The Offshoring of U.S. Jobs Increased on Trump's Watch

President Donald Trump's great economic promise in the 2016 elections was to stop the offshoring of American jobs. So has it worked?

That's not an easy question to answer. Companies tend not to loudly announce when they shut down a factory or office in the U.S. and move production and jobs overseas. Particularly in the days of Trump tweets.

But there is one fairly good barometer in the data kept by the U.S. Department of Labor on applications for Trade Adjustment Assistance, the federal aid program for workers dislocated by the effects of trade. Those petitions importantly can be filed by workers and local government officials as well as firms. They are all investigated and certified by the Labor Department, which tries to establish to which country the jobs are heading.

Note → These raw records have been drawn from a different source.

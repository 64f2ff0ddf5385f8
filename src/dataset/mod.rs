//! Dataset abstractions for the trainers.
//!
//! A [`Dataset`] is an ordered, immutable sequence of `(features, label)` pairs.
//! Trainers only need its length, per-example access and the feature width;
//! how the examples are stored is up to the implementor.
//!
//! # Example
//!
//! ```rust
//! use tricklearn::dataset::{Dataset, InMemoryDataset};
//!
//! let x = vec![vec![1.0, 0.0], vec![0.0, 1.0]];
//! let y = vec![0.0, 1.0];
//! let dataset = InMemoryDataset::new(x, y).unwrap();
//!
//! assert_eq!(dataset.len(), 2);
//! assert_eq!(dataset.n_features(), 2);
//! assert_eq!(dataset.label(1), 1.0);
//! ```

use ndarray::{Array1, ArrayView1};

pub mod memory;
pub mod sampler;

pub use self::memory::InMemoryDataset;
pub use self::sampler::{BatchMode, BatchSampler};

/// Read-only access to a labelled training set.
///
/// Indices are `0..len()`. Implementations may panic on out-of-range indices,
/// the same way slice indexing does; the trainers never ask for one.
pub trait Dataset {
    /// Number of examples.
    fn len(&self) -> usize;

    /// Checks whether the dataset has no examples.
    fn is_empty(&self) -> bool {
        self.len() == 0
    }

    /// Width of every feature vector.
    fn n_features(&self) -> usize;

    /// Feature vector of the example at `index`.
    fn features(&self, index: usize) -> ArrayView1<'_, f64>;

    /// Label of the example at `index`.
    fn label(&self, index: usize) -> f64;

    /// Collects all labels in dataset order.
    fn labels_vec(&self) -> Array1<f64> {
        (0..self.len()).map(|i| self.label(i)).collect()
    }
}
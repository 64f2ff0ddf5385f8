//! Linear parameter vector: one weight per feature plus a bias.
//!
//! The same [`LinearParams`] backs every model in the crate. Regression uses
//! the raw score `w·x + b` as its prediction, the classifiers pass it through
//! a step or sigmoid, and polynomial regression treats the bias as the `x^0`
//! coefficient.

use std::fmt;

use ndarray::{Array1, ArrayView1, ArrayView2};
use rand::Rng;

use crate::error::{Result, TrainError};
use crate::model::InferenceModel;

/// Trainable parameters of a linear model: weights and bias.
#[derive(Debug, Clone, PartialEq)]
pub struct LinearParams {
    pub weights: Array1<f64>,
    pub bias: f64,
}

impl LinearParams {
    pub fn new(weights: Array1<f64>, bias: f64) -> Self {
        Self { weights, bias }
    }

    /// All-zero parameters for `n_features` inputs.
    pub fn zeros(n_features: usize) -> Self {
        Self {
            weights: Array1::zeros(n_features),
            bias: 0.0,
        }
    }

    /// Uniform random parameters in `[0, 1)`, weights first, then bias.
    pub fn random<R: Rng + ?Sized>(n_features: usize, rng: &mut R) -> Self {
        let weights = Array1::from_shape_fn(n_features, |_| rng.random::<f64>());
        let bias = rng.random::<f64>();
        Self { weights, bias }
    }

    pub fn n_features(&self) -> usize {
        self.weights.len()
    }

    /// Weighted sum `w·x + b` for one example.
    ///
    /// # Panics
    /// If `x` and the weights differ in length.
    pub fn score(&self, x: ArrayView1<'_, f64>) -> f64 {
        x.dot(&self.weights) + self.bias
    }

    /// Weighted sums for every row of `x`.
    ///
    /// # Panics
    /// If the column count differs from the number of weights.
    pub fn scores(&self, x: ArrayView2<'_, f64>) -> Array1<f64> {
        x.dot(&self.weights) + self.bias
    }
}

/// Writes the fitted line, e.g. `y = 2.00 * x + 3.00`. Wider models number
/// their inputs (`y = 1.00 * x1 - 0.50 * x2 + 0.25`). Two decimals unless the
/// formatter asks for another precision.
impl fmt::Display for LinearParams {
    fn fmt(&self, f: &mut fmt::Formatter<'_>) -> fmt::Result {
        let precision = f.precision().unwrap_or(2);
        f.write_str("y =")?;
        let single = self.weights.len() == 1;
        for (i, &w) in self.weights.iter().enumerate() {
            if i == 0 {
                write!(f, " {:.*} * x", precision, w)?;
            } else {
                let sign = if w >= 0.0 { '+' } else { '-' };
                write!(f, " {} {:.*} * x", sign, precision, w.abs())?;
            }
            if !single {
                write!(f, "{}", i + 1)?;
            }
        }
        if self.weights.is_empty() {
            write!(f, " {:.*}", precision, self.bias)
        } else {
            let sign = if self.bias >= 0.0 { '+' } else { '-' };
            write!(f, " {} {:.*}", sign, precision, self.bias.abs())
        }
    }
}

impl InferenceModel for LinearParams {
    fn n_features(&self) -> usize {
        self.weights.len()
    }

    fn output(&self, features: ArrayView1<'_, f64>) -> f64 {
        self.score(features)
    }
}

/// Predicts one example with trained parameters: `w·x + b`.
///
/// # Errors
/// [`TrainError::Dimension`] if `features.len()` differs from the weight count.
pub fn predict(params: &LinearParams, features: &[f64]) -> Result<f64> {
    if features.len() != params.n_features() {
        return Err(TrainError::Dimension {
            what: "features",
            expected: params.n_features(),
            got: features.len(),
        });
    }
    Ok(params.score(ArrayView1::from(features)))
}

#[cfg(test)]
mod tests {
    use super::*;
    use ndarray::array;
    use rand::rngs::StdRng;
    use rand::SeedableRng;

    #[test]
    fn test_display_single_feature_line() {
        assert_eq!(
            LinearParams::new(array![2.0], 3.0).to_string(),
            "y = 2.00 * x + 3.00"
        );
        assert_eq!(
            LinearParams::new(array![-1.234], -0.5).to_string(),
            "y = -1.23 * x - 0.50"
        );
        assert_eq!(
            format!("{:.1}", LinearParams::new(array![2.0], 3.0)),
            "y = 2.0 * x + 3.0"
        );
    }

    #[test]
    fn test_display_numbers_wider_inputs() {
        let params = LinearParams::new(array![1.0, -0.5], 0.25);
        assert_eq!(params.to_string(), "y = 1.00 * x1 - 0.50 * x2 + 0.25");
        assert_eq!(LinearParams::zeros(0).to_string(), "y = 0.00");
    }

    #[test]
    fn test_score_is_dot_plus_bias() {
        let params = LinearParams::new(array![1.0, 2.0, 3.0], 0.5);
        let x = array![1.0, 1.0, 2.0];
        assert_eq!(params.score(x.view()), 9.5);
    }

    #[test]
    fn test_scores_batch() {
        let params = LinearParams::new(array![2.0], 1.0);
        let x = array![[0.0], [1.0], [3.0]];
        assert_eq!(params.scores(x.view()).to_vec(), vec![1.0, 3.0, 7.0]);
    }

    #[test]
    fn test_predict_checks_dimension() {
        let params = LinearParams::new(array![2.0, 3.0], 1.0);
        assert_eq!(predict(&params, &[1.0, 1.0]).unwrap(), 6.0);
        let err = predict(&params, &[1.0]).unwrap_err();
        assert!(matches!(
            err,
            TrainError::Dimension {
                expected: 2,
                got: 1,
                ..
            }
        ));
    }

    #[test]
    fn test_inference_model_batch_dimension_check() {
        let params = LinearParams::new(array![1.0, 1.0], 0.0);
        let ok = params.predict_batch(array![[1.0, 2.0], [3.0, 4.0]].view()).unwrap();
        assert_eq!(ok.to_vec(), vec![3.0, 7.0]);
        assert!(params.predict_batch(array![[1.0], [2.0]].view()).is_err());
        assert!(params.predict(array![1.0, 2.0, 3.0].view()).is_err());
    }

    #[test]
    fn test_random_init_in_unit_interval() {
        let mut rng = StdRng::seed_from_u64(42);
        let params = LinearParams::random(8, &mut rng);
        assert_eq!(params.n_features(), 8);
        assert!(params.weights.iter().all(|&w| (0.0..1.0).contains(&w)));
        assert!((0.0..1.0).contains(&params.bias));
    }

    #[test]
    fn test_random_init_is_reproducible_with_seed() {
        let a = LinearParams::random(3, &mut StdRng::seed_from_u64(7));
        let b = LinearParams::random(3, &mut StdRng::seed_from_u64(7));
        assert_eq!(a, b);
    }

    #[test]
    fn test_zeros() {
        let params = LinearParams::zeros(3);
        assert_eq!(params.weights.to_vec(), vec![0.0; 3]);
        assert_eq!(params.bias, 0.0);
    }
}
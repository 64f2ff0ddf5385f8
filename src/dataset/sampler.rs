//! Per-epoch index selection for the three batching modes.

use std::fmt;
use std::str::FromStr;

use rand::Rng;

use crate::error::{Result, TrainError};

/// How an epoch picks the examples it updates on.
#[derive(Debug, Clone, Copy, PartialEq, Eq, Default)]
pub enum BatchMode {
    /// One example drawn uniformly at random (`"sgd"`).
    #[default]
    Stochastic,
    /// Every example, in dataset order (`"batch"`).
    Full,
    /// `k` distinct examples drawn uniformly without replacement (`"mini"`).
    MiniBatch,
}

impl FromStr for BatchMode {
    type Err = TrainError;

    fn from_str(s: &str) -> Result<Self> {
        match s {
            "sgd" | "single" => Ok(BatchMode::Stochastic),
            "batch" | "full" => Ok(BatchMode::Full),
            "mini" | "mini-batch" => Ok(BatchMode::MiniBatch),
            other => Err(TrainError::Configuration(format!(
                "unknown mode '{}': expected 'sgd', 'batch' or 'mini'",
                other
            ))),
        }
    }
}

impl fmt::Display for BatchMode {
    fn fmt(&self, f: &mut fmt::Formatter<'_>) -> fmt::Result {
        let name = match self {
            BatchMode::Stochastic => "sgd",
            BatchMode::Full => "batch",
            BatchMode::MiniBatch => "mini",
        };
        f.write_str(name)
    }
}

/// Draws the example indices one epoch updates on.
///
/// Built once per training call against a known dataset size, so the
/// mini-batch size is validated before any epoch runs.
#[derive(Debug, Clone, Copy)]
pub struct BatchSampler {
    mode: BatchMode,
    batch_size: usize,
    n_samples: usize,
}

impl BatchSampler {
    /// Creates a sampler for a dataset of `n_samples` examples.
    ///
    /// `batch_size` is only checked (and only used) in [`BatchMode::MiniBatch`].
    ///
    /// # Errors
    /// - [`TrainError::EmptyData`] if `n_samples == 0`
    /// - [`TrainError::Configuration`] if the mini-batch size is zero or exceeds `n_samples`
    pub fn new(mode: BatchMode, batch_size: usize, n_samples: usize) -> Result<Self> {
        if n_samples == 0 {
            return Err(TrainError::EmptyData(
                "cannot sample from an empty dataset".into(),
            ));
        }
        if mode == BatchMode::MiniBatch && (batch_size == 0 || batch_size > n_samples) {
            return Err(TrainError::Configuration(format!(
                "mini-batch size must be in 1..={}, got {}",
                n_samples, batch_size
            )));
        }
        Ok(Self {
            mode,
            batch_size,
            n_samples,
        })
    }

    pub fn mode(&self) -> BatchMode {
        self.mode
    }

    /// Indices for one epoch, in the order updates are applied.
    pub fn draw<R: Rng + ?Sized>(&self, rng: &mut R) -> Vec<usize> {
        match self.mode {
            BatchMode::Stochastic => vec![rng.random_range(0..self.n_samples)],
            BatchMode::Full => (0..self.n_samples).collect(),
            BatchMode::MiniBatch => {
                rand::seq::index::sample(rng, self.n_samples, self.batch_size).into_vec()
            }
        }
    }
}
//! Response envelope normalization
//!
//! The backend is inconsistent about wrapping: collections arrive as a bare
//! array, under `data`, or under `data.data`; single records arrive bare or
//! under `data`. These helpers reduce every shape to plain records.

use salestrail_domain::{Result, SalesTrailError};
use serde::de::DeserializeOwned;
use serde_json::Value;
use tracing::warn;

const MAX_DEPTH: usize = 2;

/// Unwrap a collection response into its array items.
///
/// `null` (or a `data: null` wrapper) is an empty collection. Any other
/// non-array payload is a decode error.
pub fn collection_items(body: Value) -> Result<Vec<Value>> {
    let mut current = body;
    for _ in 0..=MAX_DEPTH {
        current = match current {
            Value::Array(items) => return Ok(items),
            Value::Null => return Ok(Vec::new()),
            Value::Object(mut map) => match map.remove("data") {
                Some(inner) => inner,
                None => break_shape(Value::Object(map))?,
            },
            other => break_shape(other)?,
        };
    }
    Err(SalesTrailError::Decode("collection nested deeper than data.data".into()))
}

/// Unwrap a single-record response. A `data` member holding an object is
/// treated as the wrapper; anything else is the record itself.
pub fn single_record(body: Value) -> Result<Value> {
    let mut current = body;
    for _ in 0..MAX_DEPTH {
        let wrapped = matches!(&current, Value::Object(map) if matches!(map.get("data"), Some(Value::Object(_))));
        if !wrapped {
            break;
        }
        current = current["data"].take();
    }
    match current {
        Value::Object(_) => Ok(current),
        Value::Null => Err(SalesTrailError::NotFound("empty record response".into())),
        other => Err(SalesTrailError::Decode(format!("expected a record, got {}", kind(&other)))),
    }
}

/// Decode a collection, skipping items that fail to decode.
pub fn decode_collection<T: DeserializeOwned>(entity: &'static str, body: Value) -> Result<Vec<T>> {
    let items = collection_items(body)?;
    let total = items.len();
    let mut records = Vec::with_capacity(total);

    for (index, item) in items.into_iter().enumerate() {
        match serde_json::from_value::<T>(item) {
            Ok(record) => records.push(record),
            Err(error) => warn!(entity, index, %error, "skipping undecodable record"),
        }
    }

    if records.len() < total {
        warn!(entity, kept = records.len(), total, "collection decoded partially");
    }
    Ok(records)
}

/// Decode a single-record response.
pub fn decode_record<T: DeserializeOwned>(entity: &'static str, body: Value) -> Result<T> {
    let record = single_record(body)?;
    serde_json::from_value(record)
        .map_err(|error| SalesTrailError::Decode(format!("invalid {entity} record: {error}")))
}

fn break_shape<T>(value: Value) -> Result<T> {
    Err(SalesTrailError::Decode(format!("expected a collection, got {}", kind(&value))))
}

fn kind(value: &Value) -> &'static str {
    match value {
        Value::Null => "null",
        Value::Bool(_) => "boolean",
        Value::Number(_) => "number",
        Value::String(_) => "string",
        Value::Array(_) => "array",
        Value::Object(_) => "object without data",
    }
}

#[cfg(test)]
mod tests {
    use salestrail_domain::{Quotation, QuotationId, QuotationSummary};
    use serde_json::json;

    use super::*;

    #[test]
    fn collections_unwrap_every_known_shape() {
        let bare = json!([{"id": 1}, {"id": 2}]);
        let data = json!({"success": true, "data": [{"id": 1}, {"id": 2}]});
        let nested = json!({"data": {"data": [{"id": 1}, {"id": 2}], "total": 2}});

        for body in [bare, data, nested] {
            assert_eq!(collection_items(body).unwrap().len(), 2);
        }
    }

    #[test]
    fn null_collections_are_empty() {
        assert!(collection_items(Value::Null).unwrap().is_empty());
        assert!(collection_items(json!({"data": null})).unwrap().is_empty());
    }

    #[test]
    fn non_collection_bodies_are_decode_errors() {
        for body in [json!("oops"), json!({"message": "no data"}), json!({"data": 5})] {
            assert!(matches!(collection_items(body), Err(SalesTrailError::Decode(_))));
        }
    }

    #[test]
    fn single_records_unwrap_data_objects() {
        let bare = json!({"id": 42, "transferredTo": "Meera"});
        let wrapped = json!({"success": true, "data": {"id": 42, "transferredTo": "Meera"}});
        let nested = json!({"data": {"data": {"id": 42, "transferredTo": "Meera"}}});

        for body in [bare, wrapped, nested] {
            let record = single_record(body).unwrap();
            assert_eq!(record["id"], json!(42));
        }
    }

    #[test]
    fn empty_record_is_not_found() {
        assert!(matches!(single_record(Value::Null), Err(SalesTrailError::NotFound(_))));
        assert!(matches!(single_record(json!([1])), Err(SalesTrailError::Decode(_))));
    }

    #[test]
    fn undecodable_items_are_skipped() {
        let body = json!({"data": [
            {"id": 7, "quotationNumber": "QT-7", "totalAmount": "1,000"},
            {"id": "not-a-number"},
            {"id": 8, "quotationNumber": "QT-8", "totalAmount": 50}
        ]});

        let quotations: Vec<Quotation> = decode_collection("quotation", body).unwrap();

        let ids: Vec<QuotationId> = quotations.iter().map(|q| q.id).collect();
        assert_eq!(ids, vec![QuotationId(7), QuotationId(8)]);
        assert_eq!(quotations[0].total_amount, 1000.0);
    }

    #[test]
    fn summaries_decode_from_wrapped_objects() {
        let body = json!({"data": {"totalAmount": 1000, "paidAmount": "400", "remainingAmount": 600}});

        let summary: QuotationSummary = decode_record("quotation_summary", body).unwrap();

        assert_eq!(summary.total, 1000.0);
        assert_eq!(summary.paid, 400.0);
        assert_eq!(summary.remaining, 600.0);
    }
}
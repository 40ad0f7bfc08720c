//! # SalesTrail Core
//!
//! Pure business logic layer - no infrastructure dependencies.
//!
//! This crate contains:
//! - Port interfaces for the entity fetchers (traits)
//! - The timeline aggregator and its view session
//! - Cross-entity correlation (link resolution, money figures)
//!
//! ## Architecture Principles
//! - Only depends on `salestrail-domain`
//! - No HTTP or platform code
//! - All external dependencies via traits
//! - Pure, testable business logic

pub mod correlation;
pub mod timeline;

pub use correlation::{PaymentSummary, PaymentType, QuotationLedger, SettlementStatus};
pub use timeline::ports::{
    LeadSource, PaymentSource, ProformaInvoiceSource, QuotationSource, TimelineSources,
};
pub use timeline::{
    build_feed, group_feed_by_day, CustomerTimelineService, FeedItem, LoadOutcome,
    TimelineBundle, TimelineEntry, TimelineView,
};
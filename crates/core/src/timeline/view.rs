//! Timeline view session
//!
//! One `TimelineView` backs one viewing context. It owns the last applied
//! snapshot and a generation counter: selecting another lead, refreshing
//! after a mutating action, or tearing the view down moves the generation
//! on, and a load that resolves under an outdated generation is dropped
//! instead of being applied.

use std::sync::Arc;

use parking_lot::Mutex;
use salestrail_domain::{LeadId, Result, SalesTrailError};
use tracing::debug;

use super::bundle::TimelineBundle;
use super::service::CustomerTimelineService;

/// Result of [`TimelineView::load`]
#[derive(Debug, Clone, PartialEq)]
pub enum LoadOutcome {
    /// The fetched bundle is now the view's current snapshot.
    Applied(Arc<TimelineBundle>),
    /// The view moved on while the fetch was in flight.
    Discarded,
}

#[derive(Debug, Default)]
struct ViewState {
    generation: u64,
    lead_id: Option<LeadId>,
    current: Option<Arc<TimelineBundle>>,
}

pub struct TimelineView {
    service: Arc<CustomerTimelineService>,
    state: Mutex<ViewState>,
}

impl TimelineView {
    pub fn new(service: Arc<CustomerTimelineService>) -> Self {
        Self { service, state: Mutex::new(ViewState::default()) }
    }

    /// Point the view at a lead. Any snapshot of the previous lead is dropped.
    pub fn select_lead(&self, lead_id: LeadId) -> u64 {
        let mut state = self.state.lock();
        state.generation += 1;
        if state.lead_id != Some(lead_id) {
            state.current = None;
        }
        state.lead_id = Some(lead_id);
        state.generation
    }

    /// Invalidate in-flight loads so the next [`load`](Self::load) fetches a
    /// fresh bundle. Call after every approve/reject/cancel action; the
    /// previous snapshot is replaced, never patched.
    pub fn refresh(&self) -> u64 {
        let mut state = self.state.lock();
        state.generation += 1;
        state.generation
    }

    /// Forget the lead and snapshot; loads still in flight will be discarded.
    pub fn teardown(&self) {
        let mut state = self.state.lock();
        state.generation += 1;
        state.lead_id = None;
        state.current = None;
    }

    /// Last applied snapshot, if any.
    pub fn current(&self) -> Option<Arc<TimelineBundle>> {
        self.state.lock().current.clone()
    }

    pub fn lead_id(&self) -> Option<LeadId> {
        self.state.lock().lead_id
    }

    /// Fetch the selected lead's timeline and apply it if still relevant.
    ///
    /// # Errors
    /// `SalesTrailError::InvalidInput` when no lead is selected or the lead
    /// id is invalid. Errors of a stale load are discarded like its data.
    pub async fn load(&self) -> Result<LoadOutcome> {
        let (generation, lead_id) = {
            let state = self.state.lock();
            (state.generation, state.lead_id)
        };
        let lead_id = lead_id
            .ok_or_else(|| SalesTrailError::InvalidInput("no lead selected".to_string()))?;

        let result = self.service.get_timeline_data(lead_id).await;

        let mut state = self.state.lock();
        if state.generation != generation {
            debug!(
                lead_id = %lead_id,
                started = generation,
                current = state.generation,
                "discarding stale timeline load"
            );
            return Ok(LoadOutcome::Discarded);
        }

        let bundle = Arc::new(result?);
        state.current = Some(bundle.clone());
        Ok(LoadOutcome::Applied(bundle))
    }
}
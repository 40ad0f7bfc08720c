//! Chronological feed over a timeline bundle
//!
//! The presentation layer renders a customer's history as a single newest
//! first feed. Entries borrow from the bundle; building the feed never
//! touches the network.

use chrono::{DateTime, NaiveDate, Utc};
use salestrail_domain::{CancelRequest, FollowUpEvent, Payment, ProformaInvoice, Quotation, TransferInfo};

use super::bundle::TimelineBundle;
use crate::correlation::{classify_payment_type, PaymentType};

#[derive(Debug, Clone, Copy, PartialEq)]
pub enum FeedItem<'a> {
    FollowUp(&'a FollowUpEvent),
    Quotation(&'a Quotation),
    ProformaInvoice { pi: &'a ProformaInvoice, revision: bool },
    Payment { payment: &'a Payment, kind: PaymentType },
    CancelRequest(&'a CancelRequest),
    Transfer(&'a TransferInfo),
}

#[derive(Debug, Clone, Copy, PartialEq)]
pub struct TimelineEntry<'a> {
    pub at: Option<DateTime<Utc>>,
    pub item: FeedItem<'a>,
}

/// Flatten a bundle into one feed, newest first.
///
/// Undated entries sink to the end; entries with equal timestamps keep
/// bundle order (history, quotations, PIs, payments, cancel requests,
/// transfer).
pub fn build_feed(bundle: &TimelineBundle) -> Vec<TimelineEntry<'_>> {
    let mut entries = Vec::new();

    entries.extend(
        bundle
            .history
            .iter()
            .map(|event| TimelineEntry { at: event.created_at, item: FeedItem::FollowUp(event) }),
    );
    entries.extend(bundle.quotations.iter().map(|quotation| TimelineEntry {
        at: quotation.quotation_date,
        item: FeedItem::Quotation(quotation),
    }));
    for quotation in &bundle.quotations {
        entries.extend(bundle.pis_for(quotation.id).iter().map(|pi| TimelineEntry {
            at: pi.created_at,
            item: FeedItem::ProformaInvoice { pi, revision: pi.is_revision() },
        }));
    }
    entries.extend(bundle.payments.iter().map(|payment| TimelineEntry {
        at: payment.payment_date,
        item: FeedItem::Payment { payment, kind: classify_payment_type(payment) },
    }));
    entries.extend(bundle.cancel_requests.iter().map(|request| TimelineEntry {
        at: request.created_at,
        item: FeedItem::CancelRequest(request),
    }));
    if let Some(transfer) = &bundle.transfer_info {
        entries.push(TimelineEntry { at: transfer.transferred_at, item: FeedItem::Transfer(transfer) });
    }

    entries.sort_by(|a, b| b.at.cmp(&a.at));
    entries
}

/// Group a feed by UTC calendar day, preserving feed order. Undated entries
/// form a trailing `None` group.
pub fn group_feed_by_day<'a>(
    feed: &[TimelineEntry<'a>],
) -> Vec<(Option<NaiveDate>, Vec<TimelineEntry<'a>>)> {
    let mut groups: Vec<(Option<NaiveDate>, Vec<TimelineEntry<'a>>)> = Vec::new();
    for entry in feed {
        let day = entry.at.map(|at| at.date_naive());
        match groups.last_mut() {
            Some((current, entries)) if *current == day => entries.push(*entry),
            _ => groups.push((day, vec![*entry])),
        }
    }
    groups
}
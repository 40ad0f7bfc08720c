//! # SalesTrail Infrastructure
//!
//! Infrastructure implementations of the timeline ports.
//!
//! This crate contains:
//! - The reqwest-based HTTP client
//! - The REST gateway adapter and its envelope normalization
//! - Configuration loading (environment and TOML/JSON files)
//! - Tracing bootstrap
//!
//! ## Architecture
//! - Implements traits defined in `salestrail-core`
//! - Contains all "impure" code (network, environment, filesystem)

pub mod config;
pub mod errors;
pub mod gateway;
pub mod http;
pub mod logging;

pub use errors::InfraError;
pub use gateway::GatewayClient;
pub use http::{HttpClient, HttpClientBuilder};
pub use logging::init_tracing;

/// Serializes tests that read or write process environment variables.
#[cfg(test)]
pub(crate) static ENV_LOCK: std::sync::Mutex<()> = std::sync::Mutex::new(());

use std::sync::Arc;

use salestrail_core::{CustomerTimelineService, TimelineSources};
use salestrail_domain::{Config, Result};

/// Wire a timeline service to the REST backend described by `config`.
pub fn timeline_service(config: &Config) -> Result<CustomerTimelineService> {
    let gateway = Arc::new(GatewayClient::from_config(&config.gateway)?);
    Ok(CustomerTimelineService::new(TimelineSources::from_gateway(gateway)))
}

Trade Adjustment Assistance Petitions by U.S. Auto Companies

If you dive into the data, as we did for this story on how a company founded by Commerce Secretary Wilbur Ross has been closing factories in the U.S. and shifting production overseas even as he serves in Trump's Cabinet, you find some interesting tidbits:

  • Between Trump's inauguration day and the end of June this year, the Labor Department certified 1,996 petitions related to companies shifting work overseas. Those petitions covered 184,888 jobs in fields ranging from manufacturing to back-office functions for financial services companies. In other words, offshoring didn't stop in the Trump administration.
  • For the equivalent period of President Barack Obama's second term, the Labor Department actually certified fewer petitions covering fewer jobs. (1,811 petitions affecting 172,336 jobs). Which in theory means 12,552 more jobs left the U.S. in the first three-and-a-half years of the Trump presidency than did in the equivalent period of the presidential term immediately before.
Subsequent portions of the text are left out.